Estados Unidos investigam práticas brasileiras e de diversos países por restrições comerciais consideradas discriminatórias.

Entenda a investigação comercial dos EUA contra o Brasil e outros países

A investigação comercial dos EUA ganhou novos capítulos em 2 de maio de 2026, quando o Escritório do Representante de Comércio dos Estados Unidos (USTR) divulgou um relatório apontando práticas brasileiras em seis setores como “irracionais ou discriminatórias”. Essa análise abre caminho para possíveis sanções econômicas baseadas na Seção 301 da Lei de Comércio dos EUA. A decisão final depende do presidente dos EUA, que terá até 15 de julho para decidir sobre a implementação das recomendações. O Brasil pode passar a integrar uma lista de países investigados ou sancionados, que inclui tanto rivais quanto aliados de Washington. A investigação comercial dos EUA visa proteger empresas e trabalhadores americanos de práticas comerciais consideradas desleais.

Lista completa dos países sob investigação comercial dos EUA

Além do Brasil, a investigação atinge diversos países e blocos econômicos, abrangendo continentes e economias distintas. Abaixo, a lista completa dos estados que enfrentam apurações ou sanções:

Argélia
Angola
Argentina
Austrália
Bahamas
Bahrein
Bangladesh
Brasil
Camboja
Canadá
Chile
China
Colômbia
Costa Rica
República Dominicana
Equador
Egito
El Salvador
União Europeia
Guatemala
Guiana
Honduras
Hong Kong, China
Índia
Indonésia
Iraque
Israel
Japão
Jordânia
Cazaquistão
Kuwait
Líbia
Malásia
México
Marrocos
Nova Zelândia
Nicarágua
Nigéria
Noruega
Omã
Paquistão
Peru
Filipinas
Catar
Rússia
Arábia Saudita
Singapura
África do Sul
Coreia do Sul
Sri Lanka
Suíça
Taiwan
Tailândia
Trinidad e Tobago
Turquia
Emirados Árabes Unidos
Reino Unido
Uruguai
Venezuela
Vietnã

Impactos potenciais para o comércio e relações internacionais do Brasil

A investigação comercial dos EUA sobre o Brasil destaca áreas específicas em que práticas do país são consideradas prejudiciais ao comércio americano. Especialistas avaliam que, apesar do impacto imediato ser limitado devido a uma lista de exceções, as possíveis sanções podem influenciar o comércio bilateral e o ambiente de negociações internacionais.
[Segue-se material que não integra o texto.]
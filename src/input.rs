//! Input sampling
//!
//! The platform layer drains OS events and reads live keyboard/joystick
//! state into an `InputSnapshot`. `InputSampler` turns that snapshot into
//! paddle intent and game events, so none of this touches SDL directly.

use crate::settings::{ModeToggle, Settings};
use crate::sim::{GameMode, GameState, PaddleSide};

/// Keys held this frame
#[derive(Debug, Clone, Copy, Default, PartialEq, Eq)]
pub struct KeyState {
    /// Paddle 1
    pub up: bool,
    pub down: bool,
    /// Paddle 2 (two-player mode)
    pub w: bool,
    pub s: bool,
    /// Switch single/two-player
    pub toggle_mode: bool,
    /// Serve the ball
    pub launch: bool,
}

/// Vertical stick deflection per joystick slot, -1.0 (down) to 1.0 (up).
/// `None` when no joystick is open in that slot.
#[derive(Debug, Clone, Copy, Default, PartialEq)]
pub struct StickState {
    pub primary: Option<f32>,
    pub secondary: Option<f32>,
}

/// Everything read from the platform for one frame
#[derive(Debug, Clone, Copy, Default, PartialEq)]
pub struct InputSnapshot {
    /// A quit or window-close event was drained
    pub quit: bool,
    pub keys: KeyState,
    pub sticks: StickState,
}

/// Events produced while applying a snapshot
#[derive(Debug, Clone, Copy, Default, PartialEq, Eq)]
pub struct FrameInput {
    pub quit: bool,
    /// The new mode, if it changed this frame
    pub mode_changed: Option<GameMode>,
    /// The ball was served this frame
    pub launched: bool,
}

/// +1 for up, -1 for down, up wins when both are held
#[inline]
pub fn key_axis(up: bool, down: bool) -> f32 {
    if up {
        1.0
    } else if down {
        -1.0
    } else {
        0.0
    }
}

/// Stick deflection as a paddle direction, ignoring the dead zone
#[inline]
pub fn stick_axis(deflection: Option<f32>, dead_zone: f32) -> f32 {
    match deflection {
        Some(v) if v.abs() > dead_zone => v.signum(),
        _ => 0.0,
    }
}

/// Greedy tracking: head for the ball's height. No dead zone, so the
/// paddle jitters when lined up with the ball.
#[inline]
pub fn follow_ball(paddle_y: f32, ball_y: f32) -> f32 {
    if paddle_y > ball_y { -1.0 } else { 1.0 }
}

/// Applies snapshots to the game state
#[derive(Debug, Clone)]
pub struct InputSampler {
    toggle: ModeToggle,
    dead_zone: f32,
    /// Toggle key state on the previous frame (edge detection)
    toggle_held: bool,
}

impl Default for InputSampler {
    fn default() -> Self {
        Self::new(ModeToggle::EdgeTriggered, 0.25)
    }
}

impl InputSampler {
    pub fn new(toggle: ModeToggle, dead_zone: f32) -> Self {
        Self {
            toggle,
            dead_zone,
            toggle_held: false,
        }
    }

    pub fn from_settings(settings: &Settings) -> Self {
        Self::new(settings.mode_toggle, settings.effective_dead_zone())
    }

    fn toggle_fires(&mut self, held: bool) -> bool {
        let fires = match self.toggle {
            ModeToggle::EdgeTriggered => held && !self.toggle_held,
            ModeToggle::EveryFrame => held,
        };
        self.toggle_held = held;
        fires
    }

    /// Write this frame's intent into `state`
    pub fn apply(&mut self, snapshot: &InputSnapshot, state: &mut GameState) -> FrameInput {
        for paddle in &mut state.paddles {
            paddle.movement.y = 0.0;
        }

        let mut frame = FrameInput {
            quit: snapshot.quit,
            ..Default::default()
        };
        let keys = &snapshot.keys;

        let mut right = key_axis(keys.up, keys.down);
        if right == 0.0 {
            right = stick_axis(snapshot.sticks.primary, self.dead_zone);
        }
        state.paddle_mut(PaddleSide::Right).movement.y = right;

        if self.toggle_fires(keys.toggle_mode) {
            state.mode = state.mode.toggled();
            frame.mode_changed = Some(state.mode);
        }

        if keys.launch {
            frame.launched = state.ball.launch();
        }

        let left = match state.mode {
            GameMode::TwoPlayer => {
                let keyed = key_axis(keys.w, keys.s);
                if keyed == 0.0 {
                    stick_axis(snapshot.sticks.secondary, self.dead_zone)
                } else {
                    keyed
                }
            }
            GameMode::SinglePlayer => {
                follow_ball(state.paddle(PaddleSide::Left).position.y, state.ball.position.y)
            }
        };
        state.paddle_mut(PaddleSide::Left).movement.y = left;

        frame
    }
}
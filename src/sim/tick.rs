//! Per-frame simulation step
//!
//! Variable timestep: `dt` is whatever elapsed since the previous frame.
//! Movement intent must already be written into the paddles (see `input`).

use super::collision::{find_paddle_hit, flush_x, spin_ratio};
use super::state::{GameState, PaddleSide};
use crate::consts::*;

/// What happened during a step
#[derive(Debug, Clone, Copy, Default, PartialEq, Eq)]
pub struct StepEvents {
    /// Paddle the ball bounced off
    pub paddle_hit: Option<PaddleSide>,
    /// Ball bounced off the top or bottom wall
    pub wall_bounce: bool,
    /// Ball left the court and was put back in the center
    pub ball_reset: bool,
}

/// Tracks frame timestamps and hands out elapsed seconds
#[derive(Debug, Clone, Default)]
pub struct FrameClock {
    previous: f32,
}

impl FrameClock {
    pub fn new(start_seconds: f32) -> Self {
        Self {
            previous: start_seconds,
        }
    }

    /// Seconds since the last call (or since construction)
    pub fn delta(&mut self, now_seconds: f32) -> f32 {
        let dt = now_seconds - self.previous;
        self.previous = now_seconds;
        dt
    }
}

/// Advance the game state by `dt` seconds
pub fn tick(state: &mut GameState, dt: f32) -> StepEvents {
    let mut events = StepEvents::default();
    state.frame += 1;

    // Paddles: reject moves that would cross the wall rather than clamp
    for paddle in &mut state.paddles {
        let tentative = paddle.position + paddle.movement * PADDLE_SPEED * dt;
        if ORTHO_HEIGHT / 2.0 - tentative.y.abs() - PADDLE_SCALE.y / 2.0 > 0.0 {
            paddle.position = tentative;
        }
        paddle.rebuild_model();
    }

    let ball = &mut state.ball;
    let tentative = ball.position + ball.movement * BALL_SPEED * dt;

    // Top/bottom walls: bounce in place
    if ORTHO_HEIGHT / 2.0 - tentative.y.abs() - BALL_SCALE.y / 2.0 > 0.0 {
        ball.position.y = tentative.y;
    } else {
        ball.movement.y = -ball.movement.y;
        events.wall_bounce = true;
    }

    match find_paddle_hit(tentative, &state.paddles) {
        Some(side) => {
            let paddle = &state.paddles[side.index()];
            ball.movement.x = -ball.movement.x;
            ball.movement.y = spin_ratio(ball.position.y, paddle.position.y);
            ball.position.x = flush_x(paddle.position.x);
            events.paddle_hit = Some(side);
        }
        None => ball.position.x = tentative.x,
    }

    // Point: the ball's far edge crossed the court edge
    if ORTHO_WIDTH / 2.0 - tentative.x.abs() - BALL_SCALE.x / 2.0 < 0.0 {
        ball.reset();
        events.ball_reset = true;
    }

    ball.rebuild_model();
    events
}
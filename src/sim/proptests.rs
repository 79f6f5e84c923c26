//! Property tests for the bound invariants

use glam::Vec3;
use proptest::prelude::*;

use super::state::{GameState, Paddle, PaddleSide};
use super::tick::tick;
use crate::consts::*;

fn intent() -> impl Strategy<Value = f32> {
    prop_oneof![Just(-1.0f32), Just(0.0f32), Just(1.0f32)]
}

proptest! {
    #[test]
    fn paddles_never_leave_court(
        frames in prop::collection::vec((intent(), intent(), 0.0f32..1.5), 1..200)
    ) {
        let mut state = GameState::new();
        for (right, left, dt) in frames {
            state.paddle_mut(PaddleSide::Right).movement.y = right;
            state.paddle_mut(PaddleSide::Left).movement.y = left;
            tick(&mut state, dt);
            for paddle in &state.paddles {
                prop_assert!(paddle.position.y.abs() < Paddle::y_limit());
                prop_assert_eq!(paddle.position.z, 0.0);
            }
        }
    }

    #[test]
    fn wall_bounce_keeps_y(
        y in -3.6f32..3.6,
        vy in -3.0f32..3.0,
        dt in 0.0f32..0.5,
    ) {
        let mut state = GameState::new();
        state.ball.position = Vec3::new(0.0, y, 0.0);
        state.ball.movement = Vec3::new(0.0, vy, 0.0);
        let tentative_y = y + vy * BALL_SPEED * dt;
        let inside = ORTHO_HEIGHT / 2.0 - tentative_y.abs() - BALL_SCALE.y / 2.0 > 0.0;

        let events = tick(&mut state, dt);
        if inside {
            prop_assert!(!events.wall_bounce);
            prop_assert_eq!(state.ball.position.y, tentative_y);
        } else {
            prop_assert!(events.wall_bounce);
            prop_assert_eq!(state.ball.position.y, y);
            prop_assert_eq!(state.ball.movement.y, -vy);
        }
    }

    #[test]
    fn leaving_court_always_resets(
        x in 4.93f32..20.0,
        left in any::<bool>(),
        y in -3.0f32..3.0,
        vx in prop_oneof![Just(-1.0f32), Just(1.0f32)],
        vy in -10.0f32..10.0,
    ) {
        let mut state = GameState::new();
        let x = if left { -x } else { x };
        state.ball.position = Vec3::new(x, y, 0.0);
        state.ball.movement = Vec3::new(vx, vy, 0.0);

        // dt = 0: the tentative position is the current one
        let events = tick(&mut state, 0.0);
        prop_assert!(events.ball_reset);
        prop_assert_eq!(state.ball.position, BALL_START);
        prop_assert_eq!(state.ball.movement, Vec3::ZERO);
    }
}
//! SDL Pong - two paddles, one ball, OpenGL quads
//!
//! Core modules:
//! - `sim`: Game state and the per-frame simulation step
//! - `input`: Keyboard/joystick snapshot to paddle intent
//! - `renderer`: OpenGL shader program and quad drawing
//! - `platform`: SDL window, GL context, event pump and joysticks
//! - `app`: Frame driver (input -> step -> render)
//! - `settings`: Presentation settings loaded from JSON

pub mod app;
pub mod error;
pub mod input;
pub mod platform;
pub mod renderer;
pub mod settings;
pub mod sim;

pub use app::{AppStatus, Game, Host};
pub use error::{PongError, Result};
pub use settings::{ModeToggle, Settings};

/// Game configuration constants
pub mod consts {
    use glam::Vec3;

    /// Window size in pixels
    pub const WINDOW_WIDTH: u32 = 640;
    pub const WINDOW_HEIGHT: u32 = 480;

    /// Court dimensions in world units (the orthographic view volume)
    pub const ORTHO_WIDTH: f32 = 10.0;
    pub const ORTHO_HEIGHT: f32 = 7.5;

    /// Paddle 1 sits on the right, paddle 2 on the left
    pub const PADDLE1_START: Vec3 = Vec3::new(4.0, 0.0, 0.0);
    pub const PADDLE2_START: Vec3 = Vec3::new(-4.0, 0.0, 0.0);
    pub const PADDLE_SCALE: Vec3 = Vec3::new(0.15, 1.0, 1.0);

    pub const BALL_START: Vec3 = Vec3::ZERO;
    pub const BALL_SCALE: Vec3 = Vec3::new(0.15, 0.15, 1.0);

    /// Units per second
    pub const PADDLE_SPEED: f32 = 3.3;
    pub const BALL_SPEED: f32 = 5.0;
}

/// Screen axis for [`screen_to_ortho`]
#[derive(Debug, Clone, Copy, PartialEq, Eq)]
pub enum Axis {
    X,
    Y,
}

/// Convert a window pixel coordinate into court coordinates.
///
/// Screen y grows downward, court y grows upward.
pub fn screen_to_ortho(coordinate: f32, axis: Axis) -> f32 {
    use consts::*;
    match axis {
        Axis::X => (coordinate / WINDOW_WIDTH as f32) * ORTHO_WIDTH - ORTHO_WIDTH / 2.0,
        Axis::Y => {
            ((WINDOW_HEIGHT as f32 - coordinate) / WINDOW_HEIGHT as f32) * ORTHO_HEIGHT
                - ORTHO_HEIGHT / 2.0
        }
    }
}

#[cfg(test)]
mod tests {
    use super::*;

    #[test]
    fn test_screen_to_ortho_corners() {
        assert!((screen_to_ortho(0.0, Axis::X) + 5.0).abs() < 1e-5);
        assert!((screen_to_ortho(640.0, Axis::X) - 5.0).abs() < 1e-5);
        assert!((screen_to_ortho(320.0, Axis::X)).abs() < 1e-5);

        // Top of the window is the top of the court
        assert!((screen_to_ortho(0.0, Axis::Y) - 3.75).abs() < 1e-5);
        assert!((screen_to_ortho(480.0, Axis::Y) + 3.75).abs() < 1e-5);
    }
}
A aplicação de tarifas adicionais sobre produtos importados do Brasil, por exemplo, pode elevar custos e afetar setores exportadores significativos. Além disso, o episódio pode gerar tensões diplomáticas, exigindo articulação por parte do Itamaraty e do Ministério da Indústria, Comércio Exterior e Serviços (MDIC). O histórico revela que o Brasil já enfrentou investigações da Seção 301 em décadas anteriores, o que ressalta a importância de acompanhar o desenrolar dessas apurações.
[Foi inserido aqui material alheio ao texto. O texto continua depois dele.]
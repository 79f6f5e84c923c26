//! Game state and core simulation types
//!
//! One `GameState` lives for the whole program, owned by the frame driver.

use glam::{Mat4, Vec3};

use crate::consts::*;

/// Which paddle
#[derive(Debug, Clone, Copy, PartialEq, Eq)]
pub enum PaddleSide {
    /// Paddle 1, right side, arrow keys
    Right,
    /// Paddle 2, left side, W/S keys or AI
    Left,
}

impl PaddleSide {
    pub fn index(self) -> usize {
        match self {
            PaddleSide::Right => 0,
            PaddleSide::Left => 1,
        }
    }
}

/// Who drives paddle 2
#[derive(Debug, Clone, Copy, PartialEq, Eq, Default)]
pub enum GameMode {
    /// Paddle 2 follows the ball
    #[default]
    SinglePlayer,
    /// Paddle 2 is human controlled
    TwoPlayer,
}

impl GameMode {
    pub fn toggled(self) -> Self {
        match self {
            GameMode::SinglePlayer => GameMode::TwoPlayer,
            GameMode::TwoPlayer => GameMode::SinglePlayer,
        }
    }
}

/// Translate then scale, so the unit quad ends up `scale` sized at `position`
#[inline]
pub fn model_matrix(position: Vec3, scale: Vec3) -> Mat4 {
    Mat4::from_translation(position) * Mat4::from_scale(scale)
}

/// A paddle
#[derive(Debug, Clone)]
pub struct Paddle {
    pub side: PaddleSide,
    pub position: Vec3,
    /// Only `y` is ever nonzero: -1, 0 or +1
    pub movement: Vec3,
    pub model: Mat4,
}

impl Paddle {
    pub fn new(side: PaddleSide) -> Self {
        let position = match side {
            PaddleSide::Right => PADDLE1_START,
            PaddleSide::Left => PADDLE2_START,
        };
        Self {
            side,
            position,
            movement: Vec3::ZERO,
            model: model_matrix(position, PADDLE_SCALE),
        }
    }

    /// Largest |y| a paddle center may reach (exclusive)
    #[inline]
    pub fn y_limit() -> f32 {
        ORTHO_HEIGHT / 2.0 - PADDLE_SCALE.y / 2.0
    }

    pub fn rebuild_model(&mut self) {
        self.model = model_matrix(self.position, PADDLE_SCALE);
    }
}

/// The ball
#[derive(Debug, Clone)]
pub struct Ball {
    pub position: Vec3,
    /// x is -1, 0 or +1; y is the spin ratio from the last paddle hit
    pub movement: Vec3,
    pub model: Mat4,
}

impl Default for Ball {
    fn default() -> Self {
        Self {
            position: BALL_START,
            movement: Vec3::ZERO,
            model: model_matrix(BALL_START, BALL_SCALE),
        }
    }
}

impl Ball {
    /// Back to center, at rest
    pub fn reset(&mut self) {
        self.position = BALL_START;
        self.movement = Vec3::ZERO;
    }

    pub fn is_at_rest(&self) -> bool {
        self.movement.x == 0.0
    }

    /// Serve toward the right if the ball isn't already moving horizontally
    pub fn launch(&mut self) -> bool {
        if self.is_at_rest() {
            self.movement.x = 1.0;
            true
        } else {
            false
        }
    }

    pub fn rebuild_model(&mut self) {
        self.model = model_matrix(self.position, BALL_SCALE);
    }
}

/// Complete game state
#[derive(Debug, Clone)]
pub struct GameState {
    /// Indexed by `PaddleSide::index`
    pub paddles: [Paddle; 2],
    pub ball: Ball,
    pub mode: GameMode,
    /// Simulation step counter
    pub frame: u64,
}

impl Default for GameState {
    fn default() -> Self {
        Self::new()
    }
}

impl GameState {
    pub fn new() -> Self {
        Self {
            paddles: [Paddle::new(PaddleSide::Right), Paddle::new(PaddleSide::Left)],
            ball: Ball::default(),
            mode: GameMode::SinglePlayer,
            frame: 0,
        }
    }

    pub fn paddle(&self, side: PaddleSide) -> &Paddle {
        &self.paddles[side.index()]
    }

    pub fn paddle_mut(&mut self, side: PaddleSide) -> &mut Paddle {
        &mut self.paddles[side.index()]
    }

    /// Model matrices in draw order: paddles first, then the ball
    pub fn models(&self) -> [Mat4; 3] {
        [self.paddles[0].model, self.paddles[1].model, self.ball.model]
    }
}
Procedimentos e etapas da investigação comercial dos EUA

O processo decorrente da investigação comercial dos EUA é composto por várias fases, incluindo notificações, audiências públicas e a apresentação de documentos e evidências pelos governos envolvidos. A abertura da investigação não implica punição automática; é um procedimento que busca avaliar se determinadas práticas ferem acordos comerciais internacionais. Caso o USTR conclua que há favorecimento ao trabalho forçado ou outras práticas ilegais, poderá recomendar a adoção de medidas comerciais, como tarifas ou restrições. O procedimento pode levar cerca de 12 meses para ser concluído, oferecendo espaço para negociações e ajustes antes de qualquer sanção efetiva.
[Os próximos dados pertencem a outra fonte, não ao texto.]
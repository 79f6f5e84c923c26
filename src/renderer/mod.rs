//! OpenGL rendering module
//!
//! Every object is the same unit quad drawn with its own model matrix.
//! `Renderer` is the seam between the frame driver and OpenGL, so the
//! driver can be exercised without a GL context.

pub mod pipeline;
pub mod shader;
pub mod texture;
pub mod vertex;

pub use pipeline::GlRenderer;
pub use shader::ShaderProgram;
pub use texture::{TextureId, load_texture};

use glam::Mat4;

use crate::consts::{ORTHO_HEIGHT, ORTHO_WIDTH};
use crate::sim::GameState;

/// Shader program plus quad drawing
pub trait Renderer {
    fn set_model_matrix(&mut self, matrix: &Mat4);
    fn set_view_matrix(&mut self, matrix: &Mat4);
    fn set_projection_matrix(&mut self, matrix: &Mat4);
    fn set_colour(&mut self, red: f32, green: f32, blue: f32, alpha: f32);

    fn program_id(&self) -> u32;
    /// Attribute slot the quad's vertex positions are bound to
    fn position_attribute(&self) -> u32;

    /// Clear the color buffer
    fn clear(&mut self);

    /// Draw the unit quad with `model`, optionally textured
    fn draw_quad(&mut self, model: &Mat4, texture: Option<TextureId>);
}

/// Orthographic projection covering the whole court
pub fn court_projection() -> Mat4 {
    Mat4::orthographic_rh_gl(
        -ORTHO_WIDTH / 2.0,
        ORTHO_WIDTH / 2.0,
        -ORTHO_HEIGHT / 2.0,
        ORTHO_HEIGHT / 2.0,
        -1.0,
        1.0,
    )
}

/// Draw one frame. Presenting it is up to the caller.
pub fn render<R: Renderer + ?Sized>(state: &GameState, renderer: &mut R) {
    renderer.clear();
    for model in state.models() {
        renderer.draw_quad(&model, None);
    }
}
//! Frame driver
//!
//! Runs input -> simulation -> render once per iteration, as fast as the
//! host presents frames. There is no fixed timestep.

use crate::input::{InputSampler, InputSnapshot};
use crate::renderer::{Renderer, render};
use crate::settings::Settings;
use crate::sim::{FrameClock, GameMode, GameState, tick};

/// Whether the loop keeps going
#[derive(Debug, Clone, Copy, PartialEq, Eq)]
pub enum AppStatus {
    Running,
    Terminated,
}

/// What the driver needs from the windowing layer
pub trait Host {
    /// Drain pending events and read live key/stick state. Never blocks.
    fn poll_input(&mut self) -> InputSnapshot;

    /// Monotonic time in seconds
    fn seconds(&self) -> f32;

    /// Show the frame just rendered
    fn present(&mut self);

    /// Single/two-player mode switched (open or close the second joystick)
    fn mode_changed(&mut self, mode: GameMode);
}

/// Game instance holding all state
pub struct Game {
    state: GameState,
    sampler: InputSampler,
    clock: FrameClock,
    status: AppStatus,
}

impl Game {
    /// `start_seconds` is the host clock at startup, so the first frame's
    /// delta is measured from there
    pub fn new(settings: &Settings, start_seconds: f32) -> Self {
        Self {
            state: GameState::new(),
            sampler: InputSampler::from_settings(settings),
            clock: FrameClock::new(start_seconds),
            status: AppStatus::Running,
        }
    }

    pub fn state(&self) -> &GameState {
        &self.state
    }

    pub fn state_mut(&mut self) -> &mut GameState {
        &mut self.state
    }

    pub fn status(&self) -> AppStatus {
        self.status
    }

    /// One full iteration. A quit seen during input still finishes the
    /// frame; the loop stops before the next one.
    pub fn frame<H, R>(&mut self, host: &mut H, renderer: &mut R) -> AppStatus
    where
        H: Host + ?Sized,
        R: Renderer + ?Sized,
    {
        let snapshot = host.poll_input();
        let input = self.sampler.apply(&snapshot, &mut self.state);

        if input.quit {
            log::info!("Quit requested");
            self.status = AppStatus::Terminated;
        }
        if let Some(mode) = input.mode_changed {
            log::info!("Switched to {:?}", mode);
            host.mode_changed(mode);
        }
        if input.launched {
            log::debug!("Ball served");
        }

        let dt = self.clock.delta(host.seconds());
        let events = tick(&mut self.state, dt);
        if let Some(side) = events.paddle_hit {
            log::debug!("Ball hit {:?} paddle, spin {:.2}", side, self.state.ball.movement.y);
        }
        if events.ball_reset {
            log::debug!("Ball left the court after {} frames", self.state.frame);
        }

        render(&self.state, renderer);
        host.present();

        self.status
    }

    /// Loop until a quit signal arrives
    pub fn run<H, R>(&mut self, host: &mut H, renderer: &mut R)
    where
        H: Host + ?Sized,
        R: Renderer + ?Sized,
    {
        while self.status == AppStatus::Running {
            self.frame(host, renderer);
        }
        log::info!("Stopped after {} frames", self.state.frame);
    }
}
Contexto geopolítico e estratégias comerciais dos EUA

A inclusão de países tão diversos na lista sob investigação reflete uma estratégia ampla dos Estados Unidos para garantir competitividade e proteger seus interesses econômicos. Além de adversários geopolíticos como a China, Rússia e Venezuela, aliados tradicionais como Canadá, Japão e União Europeia também são alvo de apurações, evidenciando a complexidade das relações comerciais globais. A Seção 301 tem sido um instrumento usado pelos EUA para pressionar por mudanças em políticas e práticas comerciais consideradas injustas, reafirmando o papel de Washington como ator central nas disputas econômicas mundiais.